WHAT THE TASK REQUIRES:
For each line of the listing that holds "HolidayScheduling", show the full line.

RECORDS SHOWN:
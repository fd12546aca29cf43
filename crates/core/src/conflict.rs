//! Conflict detection for proposed timetable entries.
//!
//! The detector receives the ordered list of proposed entries together
//! with a snapshot of the stored active entries that could collide with
//! them, and the calendar facts for the batch scope. Checks run per entry
//! in request order; intra-request duplicates are compared against earlier
//! positions only, so the first occurrence stays valid and later copies
//! are flagged.

use std::collections::HashMap;

use chrono::NaiveDate;
use serde::Serialize;

use crate::calendar::CalendarFacts;
use crate::error::CoreError;
use crate::timetable::{DayOfWeek, EntryDraft, EntryType, ExistingEntry};
use crate::types::DbId;

/// Batch id -> department id, for resolving calendar fact scope. Built by
/// the caller while validating batch references.
pub type BatchDepartments = HashMap<DbId, DbId>;

/// Upper bound on proposed entries per detection call. Requests above it
/// are rejected before any per-entry work.
pub const MAX_BULK_ENTRIES: usize = 500;

// ---------------------------------------------------------------------------
// Conflict shapes
// ---------------------------------------------------------------------------

#[derive(Debug, Clone, Copy, PartialEq, Eq, Serialize)]
#[serde(rename_all = "snake_case")]
pub enum Severity {
    Error,
    Warning,
}

/// Structured detail for one detected conflict. Closed set; every variant
/// carries the ids a caller needs to self-correct.
#[derive(Debug, Clone, Serialize)]
#[serde(tag = "type", rename_all = "snake_case")]
pub enum ConflictDetail {
    /// The batch already has an active entry in this slot.
    BatchDoubleBooking {
        batch_id: DbId,
        time_slot_id: DbId,
        day_of_week: DayOfWeek,
        entry_date: Option<NaiveDate>,
        conflicting_entry_ids: Vec<DbId>,
    },
    /// The faculty member already teaches in this slot.
    FacultyConflict {
        faculty_id: DbId,
        time_slot_id: DbId,
        day_of_week: DayOfWeek,
        entry_date: Option<NaiveDate>,
        conflicting_entry_ids: Vec<DbId>,
    },
    /// An earlier entry in the same request occupies the same batch slot.
    InternalBatchConflict {
        batch_id: DbId,
        time_slot_id: DbId,
        day_of_week: DayOfWeek,
        entry_date: Option<NaiveDate>,
        first_position: usize,
    },
    /// An earlier entry in the same request books the same faculty slot.
    InternalFacultyConflict {
        faculty_id: DbId,
        time_slot_id: DbId,
        day_of_week: DayOfWeek,
        entry_date: Option<NaiveDate>,
        first_position: usize,
    },
    /// The date is a holiday. Informational only.
    HolidayScheduling {
        entry_date: NaiveDate,
        holiday_names: Vec<String>,
    },
    /// A regular class proposed inside a blocking exam period.
    ExamPeriodConflict {
        entry_date: NaiveDate,
        exam_period_id: DbId,
        exam_period_name: String,
    },
    /// The same subject is already scheduled for this batch on this date
    /// in a different slot. Informational only.
    ModuleOverlap {
        batch_id: DbId,
        subject_id: DbId,
        entry_date: NaiveDate,
        conflicting_entry_ids: Vec<DbId>,
    },
}

impl ConflictDetail {
    pub fn severity(&self) -> Severity {
        match self {
            Self::BatchDoubleBooking { .. }
            | Self::FacultyConflict { .. }
            | Self::InternalBatchConflict { .. }
            | Self::InternalFacultyConflict { .. }
            | Self::ExamPeriodConflict { .. } => Severity::Error,
            Self::HolidayScheduling { .. } | Self::ModuleOverlap { .. } => Severity::Warning,
        }
    }

    fn message(&self) -> String {
        match self {
            Self::BatchDoubleBooking {
                batch_id,
                time_slot_id,
                day_of_week,
                entry_date,
                ..
            } => format!(
                "Batch {batch_id} already has an entry in slot {time_slot_id} on {day_of_week:?}{}",
                fmt_date(entry_date)
            ),
            Self::FacultyConflict {
                faculty_id,
                time_slot_id,
                day_of_week,
                entry_date,
                ..
            } => format!(
                "Faculty {faculty_id} is already booked in slot {time_slot_id} on {day_of_week:?}{}",
                fmt_date(entry_date)
            ),
            Self::InternalBatchConflict { first_position, .. } => format!(
                "Duplicates the batch slot of entry #{first_position} in this request"
            ),
            Self::InternalFacultyConflict {
                faculty_id,
                first_position,
                ..
            } => format!(
                "Faculty {faculty_id} is already booked by entry #{first_position} in this request"
            ),
            Self::HolidayScheduling {
                entry_date,
                holiday_names,
            } => format!(
                "{entry_date} is a holiday ({})",
                holiday_names.join(", ")
            ),
            Self::ExamPeriodConflict {
                entry_date,
                exam_period_name,
                ..
            } => format!(
                "Regular classes are blocked on {entry_date} by exam period '{exam_period_name}'"
            ),
            Self::ModuleOverlap {
                subject_id,
                entry_date,
                ..
            } => format!(
                "Subject {subject_id} is already scheduled for this batch on {entry_date}"
            ),
        }
    }
}

fn fmt_date(date: &Option<NaiveDate>) -> String {
    match date {
        Some(d) => format!(" ({d})"),
        None => String::new(),
    }
}

/// One detected conflict: structured detail plus derived severity and a
/// human-readable message.
#[derive(Debug, Clone, Serialize)]
pub struct Conflict {
    pub severity: Severity,
    pub message: String,
    #[serde(flatten)]
    pub detail: ConflictDetail,
}

impl Conflict {
    fn new(detail: ConflictDetail) -> Self {
        Self {
            severity: detail.severity(),
            message: detail.message(),
            detail,
        }
    }

    pub fn is_error(&self) -> bool {
        self.severity == Severity::Error
    }
}

// ---------------------------------------------------------------------------
// Report
// ---------------------------------------------------------------------------

/// Conflicts for one proposed entry, by its position in the request.
#[derive(Debug, Clone, Serialize)]
pub struct EntryReport {
    pub index: usize,
    pub conflicts: Vec<Conflict>,
}

impl EntryReport {
    pub fn has_errors(&self) -> bool {
        self.conflicts.iter().any(Conflict::is_error)
    }
}

/// Full detection result, aligned 1:1 with the proposed entries.
#[derive(Debug, Clone, Serialize)]
pub struct ConflictReport {
    pub entries: Vec<EntryReport>,
    pub has_errors: bool,
    pub has_warnings: bool,
}

impl ConflictReport {
    /// Positions of entries with no error-severity conflicts. These are
    /// eligible for creation regardless of warnings.
    pub fn valid_indices(&self) -> Vec<usize> {
        self.entries
            .iter()
            .filter(|e| !e.has_errors())
            .map(|e| e.index)
            .collect()
    }

    pub fn error_count(&self) -> usize {
        self.entries.iter().filter(|e| e.has_errors()).count()
    }
}
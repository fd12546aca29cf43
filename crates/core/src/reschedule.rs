//! Date projection for the reschedule bulk operation.
//!
//! `shift` applies the constant day offset between the source and target
//! range starts. `map` re-projects each source date onto the same ordinal
//! position in the target range; dates past the end of a shorter target
//! range are dropped and counted, never guessed.
//!
//! When weekend or blackout exclusion is on, an excluded candidate date is
//! pushed forward one day at a time to the next eligible date, probing at
//! most [`MAX_TARGET_PROBE_DAYS`] days; in `map` mode the push must also
//! stay inside the target range. An item with no eligible date is skipped
//! with its reason recorded.

use chrono::{Days, NaiveDate};
use serde::{Deserialize, Serialize};

use crate::calendar::CalendarFacts;
use crate::error::CoreError;
use crate::timetable::is_weekend;
use crate::types::DbId;

/// How far past the excluded candidate the forward probe may look.
pub const MAX_TARGET_PROBE_DAYS: u64 = 30;

#[derive(Debug, Clone, Copy, PartialEq, Eq, Serialize, Deserialize)]
#[serde(rename_all = "snake_case")]
pub enum MoveType {
    Shift,
    Map,
}

/// Inclusive date range.
#[derive(Debug, Clone, Copy, PartialEq, Eq, Serialize, Deserialize)]
pub struct DateRange {
    pub start: NaiveDate,
    pub end: NaiveDate,
}

impl DateRange {
    pub fn validate(&self, label: &str) -> Result<(), CoreError> {
        if self.end < self.start {
            return Err(CoreError::Validation(format!(
                "{label} range end {} precedes start {}",
                self.end, self.start
            )));
        }
        Ok(())
    }

    pub fn contains(&self, date: NaiveDate) -> bool {
        self.start <= date && date <= self.end
    }
}

/// Why a date could not be moved.
#[derive(Debug, Clone, Copy, PartialEq, Eq, Serialize)]
#[serde(rename_all = "snake_case")]
pub enum MoveSkipReason {
    /// `map` mode: the ordinal position exceeds the target range length.
    Overflow,
    /// No eligible date within the probe window / target range.
    NoEligibleDate,
}

/// Outcome of projecting one source date.
#[derive(Debug, Clone, PartialEq, Eq, Serialize)]
#[serde(tag = "outcome", rename_all = "snake_case")]
pub enum Projection {
    Moved { from: NaiveDate, to: NaiveDate },
    Skipped { from: NaiveDate, reason: MoveSkipReason },
}

/// Exclusion flags applied to candidate target dates.
#[derive(Debug, Clone, Copy, Default)]
pub struct Exclusions {
    pub exclude_weekends: bool,
    pub respect_blackouts: bool,
}

/// Project `date` from `source` onto `target`. `department_id` scopes
/// the blackout lookups to the entry's batch.
pub fn project_date(
    date: NaiveDate,
    source: &DateRange,
    target: &DateRange,
    move_type: MoveType,
    exclusions: Exclusions,
    facts: &CalendarFacts,
    department_id: DbId,
) -> Projection {
    let candidate = match move_type {
        MoveType::Shift => {
            let offset = target.start.signed_duration_since(source.start);
            date + offset
        }
        MoveType::Map => {
            let ordinal = date.signed_duration_since(source.start);
            let projected = target.start + ordinal;
            if !target.contains(projected) {
                return Projection::Skipped {
                    from: date,
                    reason: MoveSkipReason::Overflow,
                };
            }
            projected
        }
    };

    // Push forward to the next eligible date, deterministically.
    let mut resolved = candidate;
    for _ in 0..=MAX_TARGET_PROBE_DAYS {
        let excluded = (exclusions.exclude_weekends && is_weekend(resolved))
            || (exclusions.respect_blackouts && facts.is_blackout(resolved, department_id));
        if !excluded {
            // map mode may not leave the target range while probing.
            if move_type == MoveType::Map && !target.contains(resolved) {
                break;
            }
            return Projection::Moved {
                from: date,
                to: resolved,
            };
        }
        resolved = resolved + Days::new(1);
    }

    Projection::Skipped {
        from: date,
        reason: MoveSkipReason::NoEligibleDate,
    }
}

#[cfg(test)]
mod tests {
    use super::*;
    use crate::calendar::{HolidayFact, HolidayType};

    fn date(y: i32, m: u32, d: u32) -> NaiveDate {
        NaiveDate::from_ymd_opt(y, m, d).unwrap()
    }

    fn range(s: NaiveDate, e: NaiveDate) -> DateRange {
        DateRange { start: s, end: e }
    }

    fn no_facts() -> CalendarFacts {
        CalendarFacts::empty()
    }

    #[test]
    fn range_validation() {
        assert!(range(date(2025, 8, 1), date(2025, 8, 31)).validate("source").is_ok());
        assert!(range(date(2025, 8, 31), date(2025, 8, 1)).validate("source").is_err());
    }

    #[test]
    fn shift_applies_constant_offset() {
        let source = range(date(2025, 8, 4), date(2025, 8, 29));
        let target = range(date(2025, 9, 1), date(2025, 9, 26));
        let p = project_date(
            date(2025, 8, 6),
            &source,
            &target,
            MoveType::Shift,
            Exclusions::default(),
            &no_facts(),
            1,
        );
        assert_eq!(
            p,
            Projection::Moved {
                from: date(2025, 8, 6),
                to: date(2025, 9, 3)
            }
        );
    }

    #[test]
    fn map_projects_ordinal_position() {
        let source = range(date(2025, 8, 4), date(2025, 8, 15));
        let target = range(date(2025, 10, 6), date(2025, 10, 17));
        let p = project_date(
            date(2025, 8, 7), // day 3 of source
            &source,
            &target,
            MoveType::Map,
            Exclusions::default(),
            &no_facts(),
            1,
        );
        assert_eq!(
            p,
            Projection::Moved {
                from: date(2025, 8, 7),
                to: date(2025, 10, 9)
            }
        );
    }

    #[test]
    fn map_drops_overflow_when_target_shorter() {
        let source = range(date(2025, 8, 4), date(2025, 8, 15));
        let target = range(date(2025, 10, 6), date(2025, 10, 10)); // 5 days
        let p = project_date(
            date(2025, 8, 14),
            &source,
            &target,
            MoveType::Map,
            Exclusions::default(),
            &no_facts(),
            1,
        );
        assert_eq!(
            p,
            Projection::Skipped {
                from: date(2025, 8, 14),
                reason: MoveSkipReason::Overflow
            }
        );
    }

    #[test]
    fn weekend_candidate_pushes_to_monday() {
        let source = range(date(2025, 8, 4), date(2025, 8, 10));
        // Offset lands 2025-08-09 (Saturday) onto 2025-08-16 (Saturday).
        let target = range(date(2025, 8, 11), date(2025, 8, 24));
        let p = project_date(
            date(2025, 8, 9),
            &source,
            &target,
            MoveType::Shift,
            Exclusions {
                exclude_weekends: true,
                respect_blackouts: false,
            },
            &no_facts(),
            1,
        );
        assert_eq!(
            p,
            Projection::Moved {
                from: date(2025, 8, 9),
                to: date(2025, 8, 18) // following Monday
            }
        );
    }

    #[test]
    fn blackout_candidate_pushes_past_holiday() {
        let source = range(date(2025, 8, 4), date(2025, 8, 8));
        let target = range(date(2025, 8, 25), date(2025, 8, 29));
        let facts = CalendarFacts::new(
            vec![HolidayFact {
                id: 1,
                date: date(2025, 8, 25),
                name: "Holiday".into(),
                holiday_type: HolidayType::National,
                department_id: None,
                is_recurring: false,
            }],
            vec![],
        );
        let p = project_date(
            date(2025, 8, 4),
            &source,
            &target,
            MoveType::Shift,
            Exclusions {
                exclude_weekends: false,
                respect_blackouts: true,
            },
            &facts,
            1,
        );
        assert_eq!(
            p,
            Projection::Moved {
                from: date(2025, 8, 4),
                to: date(2025, 8, 26)
            }
        );
    }

    #[test]
    fn map_probe_may_not_leave_target_range() {
        let source = range(date(2025, 8, 4), date(2025, 8, 8));
        // Friday 2025-08-08 maps onto Friday 2025-08-15, the range end;
        // weekend exclusion has nowhere to push inside the range.
        let target = range(date(2025, 8, 11), date(2025, 8, 15));
        let facts = CalendarFacts::new(
            vec![HolidayFact {
                id: 1,
                date: date(2025, 8, 15),
                name: "Holiday".into(),
                holiday_type: HolidayType::National,
                department_id: None,
                is_recurring: false,
            }],
            vec![],
        );
        let p = project_date(
            date(2025, 8, 8),
            &source,
            &target,
            MoveType::Map,
            Exclusions {
                exclude_weekends: true,
                respect_blackouts: true,
            },
            &facts,
            1,
        );
        assert_eq!(
            p,
            Projection::Skipped {
                from: date(2025, 8, 8),
                reason: MoveSkipReason::NoEligibleDate
            }
        );
    }

    #[test]
    fn eligible_candidate_is_untouched_with_exclusions_on() {
        let source = range(date(2025, 8, 4), date(2025, 8, 8));
        let target = range(date(2025, 9, 1), date(2025, 9, 5));
        let p = project_date(
            date(2025, 8, 5),
            &source,
            &target,
            MoveType::Shift,
            Exclusions {
                exclude_weekends: true,
                respect_blackouts: true,
            },
            &no_facts(),
            1,
        );
        assert_eq!(
            p,
            Projection::Moved {
                from: date(2025, 8, 5),
                to: date(2025, 9, 2)
            }
        );
    }
}
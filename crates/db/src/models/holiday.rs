//! Holiday model and DTOs.

use chrono::NaiveDate;
use collegium_core::calendar::{HolidayFact, HolidayType};
use collegium_core::error::CoreError;
use collegium_core::types::{DbId, Timestamp};
use serde::{Deserialize, Serialize};
use sqlx::FromRow;

/// A row from the `holidays` table.
#[derive(Debug, Clone, FromRow, Serialize, Deserialize)]
pub struct Holiday {
    pub id: DbId,
    pub holiday_date: NaiveDate,
    pub name: String,
    pub holiday_type: String,
    pub department_id: Option<DbId>,
    pub is_recurring: bool,
    pub created_at: Timestamp,
}

impl Holiday {
    pub fn to_fact(&self) -> Result<HolidayFact, CoreError> {
        let holiday_type = match self.holiday_type.as_str() {
            "national" => HolidayType::National,
            "university" => HolidayType::University,
            "department" => HolidayType::Department,
            "local" => HolidayType::Local,
            other => {
                return Err(CoreError::Internal(format!(
                    "holiday {} has unknown type '{other}'",
                    self.id
                )))
            }
        };
        Ok(HolidayFact {
            id: self.id,
            date: self.holiday_date,
            name: self.name.clone(),
            holiday_type,
            department_id: self.department_id,
            is_recurring: self.is_recurring,
        })
    }
}

/// DTO for inserting a new holiday.
#[derive(Debug, Deserialize)]
pub struct CreateHoliday {
    pub holiday_date: NaiveDate,
    pub name: String,
    pub holiday_type: String,
    #[serde(default)]
    pub department_id: Option<DbId>,
    #[serde(default)]
    pub is_recurring: bool,
}
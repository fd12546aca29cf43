//! Role-based access control (RBAC) extractors.
//!
//! Each extractor wraps [`AuthUser`] and rejects requests whose role does
//! not meet the minimum requirement. Use these in route handlers to
//! enforce authorization at the type level. Every mutating or bulk
//! endpoint in this service requires [`RequireAdmin`].

use axum::extract::FromRequestParts;
use axum::http::request::Parts;

use collegium_core::error::CoreError;
use collegium_core::roles::ROLE_ADMIN;

use super::auth::AuthUser;
use crate::error::AppError;
use crate::state::AppState;

/// Requires the `admin` role. Rejects with 403 Forbidden otherwise.
///
/// ```ignore
/// async fn admin_only(RequireAdmin(user): RequireAdmin) -> AppResult<Json<()>> {
///     // user is guaranteed to be an admin here
///     Ok(Json(()))
/// }
/// ```
pub struct RequireAdmin(pub AuthUser);

impl FromRequestParts<AppState> for RequireAdmin {
    type Rejection = AppError;

    async fn from_request_parts(
        parts: &mut Parts,
        state: &AppState,
    ) -> Result<Self, Self::Rejection> {
        let user = AuthUser::from_request_parts(parts, state).await?;
        if user.role != ROLE_ADMIN {
            return Err(AppError::Core(CoreError::Forbidden(
                "Admin role required".into(),
            )));
        }
        Ok(RequireAdmin(user))
    }
}

/// Requires any authenticated user (any valid role).
///
/// Functionally equivalent to [`AuthUser`] but named explicitly for use in
/// route definitions where the intent "this route requires authentication"
/// should be self-documenting.
pub struct RequireAuth(pub AuthUser);

impl FromRequestParts<AppState> for RequireAuth {
    type Rejection = AppError;

    async fn from_request_parts(
        parts: &mut Parts,
        state: &AppState,
    ) -> Result<Self, Self::Rejection> {
        let user = AuthUser::from_request_parts(parts, state).await?;
        Ok(RequireAuth(user))
    }
}
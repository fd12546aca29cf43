//! Collegium event bus.
//!
//! The scheduling engine does not deliver notifications itself; it makes
//! conflict reports and bulk-operation lifecycle transitions observable
//! on an in-process publish/subscribe bus so an external notifier can
//! react to them.

pub mod bus;

pub use bus::{EventBus, PlatformEvent};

ANSWER FOR THE TASK:
    HolidayScheduling {
            Self::HolidayScheduling { .. } | Self::ModuleOverlap { .. } => Severity::Warning,
            Self::HolidayScheduling {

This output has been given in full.